The letter emphasises how dangerous the decision could be to pharmaceutical corporations if it is upheld, according to William B. Schultz, a former F.D.A. deputy commissioner and current attorney in private practise. Companies test and study a medicine for years and hundreds of millions of dollars, according to Mr. Schultz.
I believe it could undermine pharmaceutical development in this nation, the man stated.
Legal experts stated in interviews that the decision looked to be the first occasion a court attempted to invalidate the F.D.A.'s approval of a medicine. Congress has granted the agency the power to judge whether pharmaceuticals are both safe and effective over many years.
According to Jennifer Oliva, a law professor at U.C. College of the Law, San Francisco, the Texas verdict has the potential to invalidate the approval of so many medications that the letter is likely only the start of a vigorous push by the pharmaceutical industry.

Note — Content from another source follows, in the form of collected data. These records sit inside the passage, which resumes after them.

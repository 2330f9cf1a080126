//! WASM API: `#[wasm_bindgen]` exports for the article builder front end.
//!
//! This module is only compiled when targeting `wasm32`. It provides:
//! - `init_runtime` / `destroy_runtime`: lifecycle
//! - `create_editor` / `destroy_editor`: editor instances
//! - `add_block` / `remove_block` / `move_block`: store mutation
//! - `import_content` / `export_json` / `export_markup`: interchange
//! - `register_premium`: premium module registration
//! - `get_block_types`: sidebar catalogue

use std::cell::RefCell;

use serde::Serialize;
use uuid::Uuid;
use wasm_bindgen::prelude::*;

use crate::config::EditorOptions;
use crate::core::registry::BlockTypeDescriptor;
use crate::core::EditorId;
use crate::render::premium::PremiumModule;
use crate::runtime::{Editor, EditorManager};

// ── Global state ────────────────────────────────────────────────────────────

thread_local! {
    static RUNTIME: RefCell<Option<EditorManager>> = RefCell::new(None);
}

fn with_runtime<R>(f: impl FnOnce(&mut EditorManager) -> R) -> Result<R, String> {
    RUNTIME.with(|cell| {
        let mut borrow = cell.borrow_mut();
        match borrow.as_mut() {
            Some(rt) => Ok(f(rt)),
            None => Err("Runtime not initialized. Call init_runtime() first.".into()),
        }
    })
}

fn with_editor<R>(editor_id: &str, f: impl FnOnce(&mut Editor) -> R) -> Result<R, String> {
    let id = parse_id(editor_id)?;
    with_runtime(|rt| rt.editor_mut(id).map(f))?.ok_or_else(|| format!("Unknown editor: '{}'", editor_id))
}

fn parse_id(editor_id: &str) -> Result<EditorId, String> {
    let raw = editor_id.strip_prefix("ef-editor-").unwrap_or(editor_id);
    Uuid::parse_str(raw)
        .map(EditorId)
        .map_err(|e| format!("Invalid editor id '{}': {}", editor_id, e))
}

// ── Response types ──────────────────────────────────────────────────────────

#[derive(Serialize)]
struct OkResponse {
    id: String,
}

#[derive(Serialize)]
struct ErrorResponse {
    error: String,
}

#[derive(Serialize)]
struct IndexResponse {
    index: usize,
}

#[derive(Serialize)]
#[serde(rename_all = "camelCase")]
struct ImportResponse {
    success: bool,
    #[serde(skip_serializing_if = "Option::is_none")]
    imported: Option<usize>,
    #[serde(skip_serializing_if = "Option::is_none")]
    locked: Option<usize>,
    #[serde(skip_serializing_if = "Option::is_none")]
    error: Option<String>,
}

#[derive(Serialize)]
#[serde(rename_all = "camelCase")]
struct GroupResponse {
    group: String,
    types: Vec<BlockTypeDescriptor>,
}

fn json_ok(id: &str) -> String {
    serde_json::to_string(&OkResponse { id: id.into() }).unwrap_or_default()
}

fn json_err(msg: impl Into<String>) -> String {
    serde_json::to_string(&ErrorResponse {
        error: msg.into(),
    })
    .unwrap_or_default()
}

fn json_index(index: usize) -> String {
    serde_json::to_string(&IndexResponse { index }).unwrap_or_default()
}

// ── Exported functions ──────────────────────────────────────────────────────

#[wasm_bindgen]
pub fn init_runtime() {
    console_error_panic_hook::set_once();

    RUNTIME.with(|cell| {
        *cell.borrow_mut() = Some(EditorManager::new());
    });
}

#[wasm_bindgen]
pub fn destroy_runtime() {
    RUNTIME.with(|cell| {
        *cell.borrow_mut() = None;
    });
}

/// `entitled` is the result of the host's license validation.
#[wasm_bindgen]
pub fn create_editor(options_json: &str, entitled: bool) -> String {
    let options = if options_json.trim().is_empty() {
        EditorOptions::default()
    } else {
        match EditorOptions::from_json(options_json) {
            Ok(o) => o,
            Err(e) => return json_err(e.to_string()),
        }
    };

    match with_runtime(|rt| rt.create_editor(options, entitled)) {
        Ok(id) => json_ok(&id.to_string()),
        Err(e) => json_err(e),
    }
}

#[wasm_bindgen]
pub fn destroy_editor(editor_id: &str) -> bool {
    parse_id(editor_id)
        .and_then(|id| with_runtime(|rt| rt.destroy_editor(id)))
        .unwrap_or(false)
}

#[wasm_bindgen]
pub fn add_block(editor_id: &str, key: &str) -> String {
    match with_editor(editor_id, |editor| editor.add_block(key)) {
        Ok(Ok(index)) => json_index(index),
        Ok(Err(e)) => json_err(e.to_string()),
        Err(e) => json_err(e),
    }
}

#[wasm_bindgen]
pub fn remove_block(editor_id: &str, index: usize) -> String {
    match with_editor(editor_id, |editor| editor.remove_block(index)) {
        Ok(Ok(_)) => json_index(index),
        Ok(Err(e)) => json_err(e.to_string()),
        Err(e) => json_err(e),
    }
}

#[wasm_bindgen]
pub fn move_block(editor_id: &str, from: usize, to: usize) -> String {
    match with_editor(editor_id, |editor| editor.move_block(from, to)) {
        Ok(Ok(())) => json_index(to),
        Ok(Err(e)) => json_err(e.to_string()),
        Err(e) => json_err(e),
    }
}

#[wasm_bindgen]
pub fn import_content(editor_id: &str, content: &str) -> String {
    let response = match with_editor(editor_id, |editor| editor.try_import(content)) {
        Ok(Ok(summary)) => ImportResponse {
            success: true,
            imported: Some(summary.imported),
            locked: Some(summary.locked),
            error: None,
        },
        Ok(Err(e)) => ImportResponse {
            success: false,
            imported: None,
            locked: None,
            error: Some(e.to_string()),
        },
        Err(e) => ImportResponse {
            success: false,
            imported: None,
            locked: None,
            error: Some(e),
        },
    };
    serde_json::to_string(&response).unwrap_or_default()
}

#[wasm_bindgen]
pub fn export_json(editor_id: &str) -> String {
    with_editor(editor_id, |editor| editor.export_json()).unwrap_or_else(json_err)
}

#[wasm_bindgen]
pub fn export_markup(editor_id: &str) -> String {
    with_editor(editor_id, |editor| editor.export_markup()).unwrap_or_else(json_err)
}

/// Called by the premium script once it has loaded.
///
/// `descriptors_json` is an array of descriptors; an empty string installs
/// the standard premium catalogue.
#[wasm_bindgen]
pub fn register_premium(descriptors_json: &str) -> String {
    let module = if descriptors_json.trim().is_empty() {
        PremiumModule::standard()
    } else {
        match serde_json::from_str::<Vec<BlockTypeDescriptor>>(descriptors_json) {
            Ok(descriptors) => PremiumModule {
                descriptors,
                ..PremiumModule::standard()
            },
            Err(e) => return json_err(format!("Invalid descriptors JSON: {}", e)),
        }
    };

    match with_runtime(|rt| rt.register_premium(module)) {
        Ok(count) => serde_json::to_string(&serde_json::json!({ "editors": count })).unwrap_or_default(),
        Err(e) => json_err(e),
    }
}

/// Sidebar catalogue of one editor, grouped
#[wasm_bindgen]
pub fn get_block_types(editor_id: &str) -> String {
    match with_editor(editor_id, |editor| {
        let registry = editor.registry();
        registry
            .groups()
            .into_iter()
            .map(|(group, keys)| GroupResponse {
                group,
                types: keys.iter().filter_map(|k| registry.describe(k)).collect(),
            })
            .collect::<Vec<_>>()
    }) {
        Ok(groups) => serde_json::to_string(&groups).unwrap_or_default(),
        Err(e) => json_err(e),
    }
}
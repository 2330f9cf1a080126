//! Accordions: one `question|answer` item per line

use std::sync::Arc;

use crate::core::block::{escape, BlockKind};
use crate::core::fields::{items, join_lines, join_parts, part, parts, AccordionItem, BlockFields};
use crate::core::markup::{text_of, Element};
use crate::core::BlockRecord;

pub struct AccordionKind {
    name: &'static str,
    icon: &'static str,
}

impl BlockKind for AccordionKind {
    fn name(&self) -> &'static str {
        self.name
    }

    fn decode(&self, text: &str) -> BlockFields {
        let items = items(text, 0)
            .iter()
            .map(|l| {
                let p = parts(l);
                AccordionItem {
                    question: part(&p, 0),
                    answer: part(&p, 1),
                }
            })
            .collect();
        BlockFields::Accordion { items }
    }

    fn encode(&self, fields: &BlockFields) -> Option<String> {
        match fields {
            BlockFields::Accordion { items } => {
                let lines: Vec<String> = items
                    .iter()
                    .map(|item| join_parts(&[&item.question, &item.answer]))
                    .collect();
                Some(join_lines(&lines))
            }
            _ => None,
        }
    }

    fn render(&self, record: &BlockRecord) -> String {
        let mut html = format!("  <div class=\"ef-accordion ef-{}\">\n", self.name);
        for l in items(&record.text, 0) {
            let p = parts(&l);
            html.push_str(&format!(
                "    <div class=\"ef-accordion-item\">\n      <div class=\"ef-accordion-header\" onclick=\"this.parentElement.classList.toggle('ef-accordion-open')\">\n        <i class=\"fas fa-{} ef-accordion-icon\"></i>\n        <span>{}</span>\n        <i class=\"fas fa-chevron-down ef-accordion-arrow\"></i>\n      </div>\n      <div class=\"ef-accordion-content\">\n        <p>{}</p>\n      </div>\n    </div>\n",
                self.icon,
                escape(&part(&p, 0)),
                escape(&part(&p, 1))
            ));
        }
        html.push_str("  </div>\n");
        html
    }

    fn import(&self, el: &Element) -> BlockRecord {
        let lines: Vec<String> = el
            .all_class("ef-accordion-item")
            .iter()
            .map(|item| {
                let question = item
                    .first_class("ef-accordion-header")
                    .and_then(|header| header.first_tag("span"));
                let answer = item
                    .first_class("ef-accordion-content")
                    .and_then(|content| content.first_tag("p"));
                join_parts(&[text_of(question), text_of(answer)])
            })
            .collect();
        self.record(join_lines(&lines))
    }
}

pub fn kinds() -> Vec<Arc<dyn BlockKind>> {
    vec![
        Arc::new(AccordionKind { name: "accordion-faq", icon: "question-circle" }),
        Arc::new(AccordionKind { name: "accordion-simple", icon: "chevron-right" }),
    ]
}

/// Anything that is not an FAQ accordion is a simple one.
pub fn detect(el: &Element) -> Option<&'static str> {
    if !(el.is("div") && el.has_class("ef-accordion")) {
        None
    } else if el.has_class("ef-accordion-faq") {
        Some("accordion-faq")
    } else {
        Some("accordion-simple")
    }
}

#[cfg(test)]
mod tests {
    use super::*;
    use crate::core::markup::Fragment;

    #[test]
    fn test_accordion_reimport() {
        let kind = AccordionKind { name: "accordion-faq", icon: "question-circle" };
        let record = kind.record("Is it free?|Yes, forever\nCan I cancel?|Any time".into());
        let fragment = Fragment::parse(&kind.render(&record)).unwrap();
        let el = fragment.elements().next().unwrap();
        assert_eq!(detect(el), Some("accordion-faq"));
        assert_eq!(kind.import(el), record);
    }

    #[test]
    fn test_missing_answer_decodes_empty() {
        let kind = AccordionKind { name: "accordion-simple", icon: "chevron-right" };
        assert_eq!(
            kind.decode("Question only"),
            BlockFields::Accordion {
                items: vec![AccordionItem {
                    question: "Question only".into(),
                    answer: String::new()
                }]
            }
        );
    }
}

They will exert significant pressure on state legislatures, Congress, and the courts in the ongoing legal battles because it jeopardises their livelihood, according to Ms. Oliva.
A trade association for biotech businesses called BIO, whose interim president and chief executive is Rachel King, said her group has not signed the letter but is determining the best method to support the F.D.A.'s power with its board.
In a statement over the weekend, the group referred to the decision as "an assault on science."
It would increase uncertainty in drug research and approval, which will ultimately be detrimental to patients, according to Ms. King.
The first tablet in the two-drug abortion treatment regimen is mifepristone. The second medicine, misoprostol, which is licenced for various medical ailments but taken off-label for abortion, is also a target of the plaintiffs in the Texas action. A minor portion of the misoprostol distributed in the US is produced by Pfizer.
Pfizer did not support the use of any of its medications outside of their approved indications, according to a spokeswoman on Sunday, but the agency "serves a critical role in the U.S. public health system — bringing new medicines to patients and conducting ongoing safety reviews that support the continued use of them — that must be maintained."